TBBM XIV. It All Started With A Homework

"Dear Saint," I whispered in tears.

I found myself calling in to the Saint whenever life pushed me into a corner. I remembered when I was twelve---when my father left us, I watched my mother cried intermittent tears throughout the day. I often found myself at the gates of the church as I wanted to pray for her.
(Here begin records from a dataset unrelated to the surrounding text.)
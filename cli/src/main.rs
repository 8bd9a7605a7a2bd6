//! CLI entrypoint for stackgate
//!
//! This is the main binary that wires together all layers using
//! dependency injection.

use anyhow::{Context, Result};
use clap::Parser;
use stackgate_application::QueryKnowledgeUseCase;
use stackgate_infrastructure::{ConfigLoader, FileConfig, RetryingExecutor, StackExchangeClient};
use stackgate_presentation::{Cli, Command, KnowledgeTools, serve_stdio};
use std::io::Read;
use std::path::Path;
use std::sync::Arc;
use tracing::{debug, info};
use tracing_appender::non_blocking::WorkerGuard;
use tracing_subscriber::{EnvFilter, fmt, layer::SubscriberExt, util::SubscriberInitExt};

#[tokio::main]
async fn main() -> Result<()> {
    // A missing .env file is not an error
    let dotenv = dotenvy::dotenv().ok();
    let cli = Cli::parse();

    let config = if cli.no_config {
        ConfigLoader::load_defaults()?
    } else {
        ConfigLoader::load(cli.config.as_ref())?
    };

    if cli.show_config {
        ConfigLoader::print_config_sources(cli.config.as_ref(), cli.no_config);
        println!("{}", toml::to_string_pretty(&config)?);
        return Ok(());
    }

    let _guard = init_logging(cli.verbose, &config);
    if let Some(path) = dotenv {
        debug!("Loaded environment from {}", path.display());
    }
    info!("Starting stackgate v{}", env!("CARGO_PKG_VERSION"));

    // === Dependency Injection ===
    // One limiter for the whole process
    let limiter = Arc::new(config.rate_limiter());
    let executor = RetryingExecutor::new(limiter, config.retry_policy());
    let client = StackExchangeClient::new(config.client_settings(), executor)
        .context("failed to build HTTP client")?;
    let use_case = QueryKnowledgeUseCase::new(Arc::new(client));
    let tools = KnowledgeTools::new(use_case).with_default_format(config.output.format);

    let output = match cli.effective_command() {
        Command::Serve => {
            serve_stdio(tools).await?;
            return Ok(());
        }
        Command::Search(cmd) => tools.search_by_query(cmd.into()).await?,
        Command::Error(cmd) => tools.search_by_error(cmd.into()).await?,
        Command::Question(cmd) => tools.get_question(cmd.into()).await?,
        Command::Trace(cmd) => {
            let trace = read_trace(cmd.file.as_deref())?;
            tools.analyze_stack_trace(cmd.into_args(trace)).await?
        }
        Command::Advanced(cmd) => tools.advanced_search(cmd.into()).await?,
    };

    println!("{}", output);
    Ok(())
}

/// Log to stderr (stdout carries the MCP protocol), plus a daily file when
/// `[logging] directory` is set.
fn init_logging(verbose: u8, config: &FileConfig) -> Option<WorkerGuard> {
    let filter = match verbose {
        0 => EnvFilter::try_from_default_env().unwrap_or_else(|_| EnvFilter::new("warn")),
        1 => EnvFilter::new("info"),
        2 => EnvFilter::new("debug"),
        _ => EnvFilter::new("trace"), // -vvv or more
    };
    let stderr = fmt::layer().with_writer(std::io::stderr).with_target(false);

    match &config.logging.directory {
        Some(dir) => {
            let appender = tracing_appender::rolling::daily(dir, "stackgate.log");
            let (writer, guard) = tracing_appender::non_blocking(appender);
            tracing_subscriber::registry()
                .with(filter)
                .with(stderr)
                .with(fmt::layer().with_writer(writer).with_ansi(false))
                .init();
            Some(guard)
        }
        None => {
            tracing_subscriber::registry()
                .with(filter)
                .with(stderr)
                .init();
            None
        }
    }
}

fn read_trace(file: Option<&Path>) -> Result<String> {
    match file {
        Some(path) => std::fs::read_to_string(path)
            .with_context(|| format!("failed to read trace file {}", path.display())),
        None => {
            let mut trace = String::new();
            std::io::stdin()
                .read_to_string(&mut trace)
                .context("failed to read stack trace from stdin")?;
            Ok(trace)
        }
    }
}
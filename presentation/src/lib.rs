//! Presentation layer for stackgate
//!
//! This crate contains the tool surface, the MCP server, CLI definitions
//! and output formatters.

pub mod cli;
pub mod mcp;
pub mod output;
pub mod tools;

// Re-export commonly used types
pub use cli::{Cli, Command, FormatArg};
pub use mcp::{ServeError, StackgateMcp, serve_stdio};
pub use output::{JsonFormatter, MarkdownFormatter, OutputFormatter, format_response};
pub use tools::{KnowledgeTools, ToolError};
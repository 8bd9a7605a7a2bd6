//! Output format value object

use crate::core::error::DomainError;
use serde::{Deserialize, Serialize};
use std::str::FromStr;

/// Response format for rendered results
#[derive(Debug, Clone, Copy, Default, PartialEq, Eq, Serialize, Deserialize)]
#[serde(rename_all = "lowercase")]
pub enum OutputFormat {
    /// Structured JSON mirroring the result tree
    Json,
    /// Readable Markdown with markup stripped (default)
    #[default]
    Markdown,
}

impl OutputFormat {
    pub fn as_str(&self) -> &'static str {
        match self {
            OutputFormat::Json => "json",
            OutputFormat::Markdown => "markdown",
        }
    }
}

impl FromStr for OutputFormat {
    type Err = DomainError;

    fn from_str(s: &str) -> Result<Self, Self::Err> {
        match s.trim().to_lowercase().as_str() {
            "json" => Ok(OutputFormat::Json),
            "markdown" | "md" => Ok(OutputFormat::Markdown),
            other => Err(DomainError::UnknownOutputFormat(other.to_string())),
        }
    }
}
But I couldn't find the courage enough to get myself inside.

When one was young and different, to listen to other's opinions was inevitable.

I did my fair share of listening---but it did me bad, more than good. They said that God, He didn't delight on kids like me---kids who wanted to change their bodies. If He didn't delight on me, how was I assured that He would hear my prayers? That played in loops in my head those days. But somehow, I still wanted to try and pray... for my mother.
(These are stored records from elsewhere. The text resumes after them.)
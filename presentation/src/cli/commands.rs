//! CLI command definitions

use crate::tools::{
    AdvancedSearchArgs, AnalyzeStackTraceArgs, GetQuestionArgs, SearchByErrorArgs,
    SearchByQueryArgs,
};
use clap::{Args, Parser, Subcommand, ValueEnum};
use stackgate_domain::OutputFormat;
use std::path::PathBuf;

/// Output format flag
#[derive(Debug, Clone, Copy, PartialEq, Eq, ValueEnum)]
pub enum FormatArg {
    /// Readable Markdown
    Markdown,
    /// Pretty-printed JSON
    Json,
}

impl From<FormatArg> for OutputFormat {
    fn from(arg: FormatArg) -> Self {
        match arg {
            FormatArg::Markdown => OutputFormat::Markdown,
            FormatArg::Json => OutputFormat::Json,
        }
    }
}

/// CLI arguments for stackgate
#[derive(Parser, Debug)]
#[command(name = "stackgate")]
#[command(author, version, about = "Stack Overflow search tools for MCP hosts and the terminal")]
#[command(long_about = r#"
stackgate searches Stack Overflow through the Stack Exchange API.

Without a subcommand it serves its tools over MCP on stdin/stdout, ready to be
registered with an MCP host. The subcommands run the same tools once and print
the result.

Configuration is loaded from (lowest to highest priority):
1. ~/.config/stackgate/config.toml   Global config
2. ./stackgate.toml                  Project-level config
3. --config <path>                   Explicit config file
4. Environment: STACK_EXCHANGE_API_KEY, STACK_EXCHANGE_ACCESS_TOKEN,
   MAX_REQUESTS_PER_WINDOW, RATE_LIMIT_WINDOW_MS, RETRY_AFTER_MS and
   STACKGATE_<SECTION>__<KEY>

Example:
  stackgate
  stackgate search "async closure" -t rust
  stackgate error "TypeError: Cannot read properties of undefined" -l javascript -T react
  stackgate question 11227809 --format json
  cargo test 2>&1 | stackgate trace -l rust
"#)]
pub struct Cli {
    #[command(subcommand)]
    pub command: Option<Command>,

    /// Verbosity level (-v = info, -vv = debug, -vvv = trace)
    #[arg(short, long, action = clap::ArgAction::Count, global = true)]
    pub verbose: u8,

    /// Path to configuration file
    #[arg(long, value_name = "PATH", global = true)]
    pub config: Option<PathBuf>,

    /// Disable loading of configuration files
    #[arg(long, global = true)]
    pub no_config: bool,

    /// Show configuration sources and the merged configuration, then exit
    #[arg(long)]
    pub show_config: bool,
}

impl Cli {
    /// The subcommand to run, `serve` when none was given
    pub fn effective_command(&self) -> Command {
        self.command.clone().unwrap_or(Command::Serve)
    }
}

#[derive(Subcommand, Debug, Clone, PartialEq)]
pub enum Command {
    /// Serve the tools over MCP on stdio (default)
    Serve,
    /// Search questions by free-text query
    Search(SearchCommand),
    /// Search questions matching an error message
    Error(ErrorCommand),
    /// Show one question with its answers
    Question(QuestionCommand),
    /// Find questions related to a stack trace (read from a file or stdin)
    Trace(TraceCommand),
    /// Search with the full set of advanced filters
    Advanced(AdvancedCommand),
}

/// Flags shared by every one-shot subcommand
#[derive(Args, Debug, Clone, PartialEq)]
pub struct OutputArgs {
    /// Output format (defaults to the configured format)
    #[arg(short, long, value_enum)]
    pub format: Option<FormatArg>,
}

impl OutputArgs {
    fn response_format(&self) -> Option<String> {
        self.format
            .map(|f| OutputFormat::from(f).as_str().to_string())
    }
}

#[derive(Args, Debug, Clone, PartialEq)]
pub struct SearchCommand {
    /// Search query
    pub query: String,

    /// Required tag (repeatable)
    #[arg(short, long = "tag", value_name = "TAG")]
    pub tags: Vec<String>,

    /// Minimum question score
    #[arg(long, allow_negative_numbers = true)]
    pub min_score: Option<i64>,

    /// Include comments
    #[arg(short, long)]
    pub comments: bool,

    /// Maximum number of questions
    #[arg(short = 'n', long)]
    pub limit: Option<u32>,

    #[command(flatten)]
    pub output: OutputArgs,
}

impl From<SearchCommand> for SearchByQueryArgs {
    fn from(cmd: SearchCommand) -> Self {
        Self {
            response_format: cmd.output.response_format(),
            query: cmd.query,
            tags: (!cmd.tags.is_empty()).then_some(cmd.tags),
            min_score: cmd.min_score,
            include_comments: Some(cmd.comments),
            limit: cmd.limit,
        }
    }
}

#[derive(Args, Debug, Clone, PartialEq)]
pub struct ErrorCommand {
    /// Error message
    pub message: String,

    /// Programming language
    #[arg(short, long)]
    pub language: Option<String>,

    /// Related technology (repeatable)
    #[arg(short = 'T', long = "tech", value_name = "TECH")]
    pub technologies: Vec<String>,

    /// Minimum question score
    #[arg(long, allow_negative_numbers = true)]
    pub min_score: Option<i64>,

    /// Include comments
    #[arg(short, long)]
    pub comments: bool,

    /// Maximum number of questions
    #[arg(short = 'n', long)]
    pub limit: Option<u32>,

    #[command(flatten)]
    pub output: OutputArgs,
}

impl From<ErrorCommand> for SearchByErrorArgs {
    fn from(cmd: ErrorCommand) -> Self {
        Self {
            response_format: cmd.output.response_format(),
            error_message: cmd.message,
            language: cmd.language,
            technologies: (!cmd.technologies.is_empty()).then_some(cmd.technologies),
            min_score: cmd.min_score,
            include_comments: Some(cmd.comments),
            limit: cmd.limit,
        }
    }
}

#[derive(Args, Debug, Clone, PartialEq)]
pub struct QuestionCommand {
    /// Question ID
    pub id: u64,

    /// Skip comments
    #[arg(long)]
    pub no_comments: bool,

    #[command(flatten)]
    pub output: OutputArgs,
}

impl From<QuestionCommand> for GetQuestionArgs {
    fn from(cmd: QuestionCommand) -> Self {
        Self {
            response_format: cmd.output.response_format(),
            question_id: cmd.id,
            include_comments: Some(!cmd.no_comments),
        }
    }
}

#[derive(Args, Debug, Clone, PartialEq)]
pub struct TraceCommand {
    /// File containing the stack trace; stdin when omitted
    pub file: Option<PathBuf>,

    /// Programming language of the trace
    #[arg(short, long)]
    pub language: String,

    /// Skip comments
    #[arg(long)]
    pub no_comments: bool,

    /// Maximum number of questions
    #[arg(short = 'n', long)]
    pub limit: Option<u32>,

    #[command(flatten)]
    pub output: OutputArgs,
}

impl TraceCommand {
    /// Tool arguments for a trace read from [`TraceCommand::file`] or stdin
    pub fn into_args(self, stack_trace: String) -> AnalyzeStackTraceArgs {
        AnalyzeStackTraceArgs {
            response_format: self.output.response_format(),
            stack_trace,
            language: self.language,
            include_comments: Some(!self.no_comments),
            limit: self.limit,
        }
    }
}

#[derive(Args, Debug, Clone, PartialEq)]
pub struct AdvancedCommand {
    /// Free-text query
    #[arg(short, long)]
    pub query: Option<String>,

    /// Required tag (repeatable)
    #[arg(short, long = "tag", value_name = "TAG")]
    pub tags: Vec<String>,

    /// Excluded tag (repeatable)
    #[arg(long = "not-tag", value_name = "TAG")]
    pub not_tagged: Vec<String>,

    /// Text in the title
    #[arg(long)]
    pub title: Option<String>,

    /// Text in the body
    #[arg(long)]
    pub body: Option<String>,

    /// URL contained in the question
    #[arg(long)]
    pub url: Option<String>,

    #[arg(long, allow_negative_numbers = true)]
    pub min_score: Option<i64>,

    #[arg(long)]
    pub min_answers: Option<u32>,

    #[arg(long)]
    pub min_views: Option<u64>,

    /// Only questions with (true) or without (false) an accepted answer
    #[arg(long)]
    pub accepted: Option<bool>,

    #[arg(long)]
    pub closed: Option<bool>,

    #[arg(long)]
    pub wiki: Option<bool>,

    #[arg(long)]
    pub migrated: Option<bool>,

    #[arg(long)]
    pub notice: Option<bool>,

    /// Owner user ID
    #[arg(long)]
    pub user: Option<u64>,

    /// Unix timestamp lower bound
    #[arg(long)]
    pub from_date: Option<i64>,

    /// Unix timestamp upper bound
    #[arg(long)]
    pub to_date: Option<i64>,

    /// activity, votes, creation or relevance
    #[arg(long)]
    pub sort: Option<String>,

    /// asc or desc
    #[arg(long)]
    pub order: Option<String>,

    /// Include comments
    #[arg(short, long)]
    pub comments: bool,

    /// Maximum number of questions
    #[arg(short = 'n', long)]
    pub limit: Option<u32>,

    #[command(flatten)]
    pub output: OutputArgs,
}

impl From<AdvancedCommand> for AdvancedSearchArgs {
    fn from(cmd: AdvancedCommand) -> Self {
        Self {
            response_format: cmd.output.response_format(),
            query: cmd.query,
            tags: (!cmd.tags.is_empty()).then_some(cmd.tags),
            not_tagged: (!cmd.not_tagged.is_empty()).then_some(cmd.not_tagged),
            title: cmd.title,
            body: cmd.body,
            url: cmd.url,
            min_score: cmd.min_score,
            min_answers: cmd.min_answers,
            min_views: cmd.min_views,
            accepted: cmd.accepted,
            closed: cmd.closed,
            wiki: cmd.wiki,
            migrated: cmd.migrated,
            notice: cmd.notice,
            user: cmd.user,
            from_date: cmd.from_date,
            to_date: cmd.to_date,
            sort: cmd.sort,
            order: cmd.order,
            include_comments: Some(cmd.comments),
            limit: cmd.limit,
        }
    }
}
One day, an elderly lady, selling jasmine garlands approached me.

"If you can't pray directly to the Lord, then ask one of the Saints to relay your message," she said, winking.

I never got to thank her. She disappeared on to the sea of people as the mass ended.

I'd been calling on to the Saint, ever since.

+++

The sun rose brightly on the horizon. It was the first sunshine since the storm. I sat up on my bed, looking at my tear-stained pillow case. My pillows mutely witnessed the many times that I cried in this life--even those really low days when I prayed for death.

Did God hate me for those days? I wished He didn't.

I decided to make today count so I left home early.

I'd have to see my hormone doctor-slash-puberty counselor this weekend and based on the general weakness I'd been feeling on my back and knees, I was sure she'd be urging me stop the blockers altogether---or, she just would not inject me any, at all. All these oncoming changes made me feel uncomfortable. But I understood that I couldn't delay much in this stage any further. Like a butterfly, I'd stayed too long in my cocoon that its surface was already deteriorating. I couldn't hide anymore.

I arrived early in the first period, Earth Science. About half of my classmates were already there. Strangely, they were all glued to their graphing papers while I took my time and sat behind Roma Gonzales.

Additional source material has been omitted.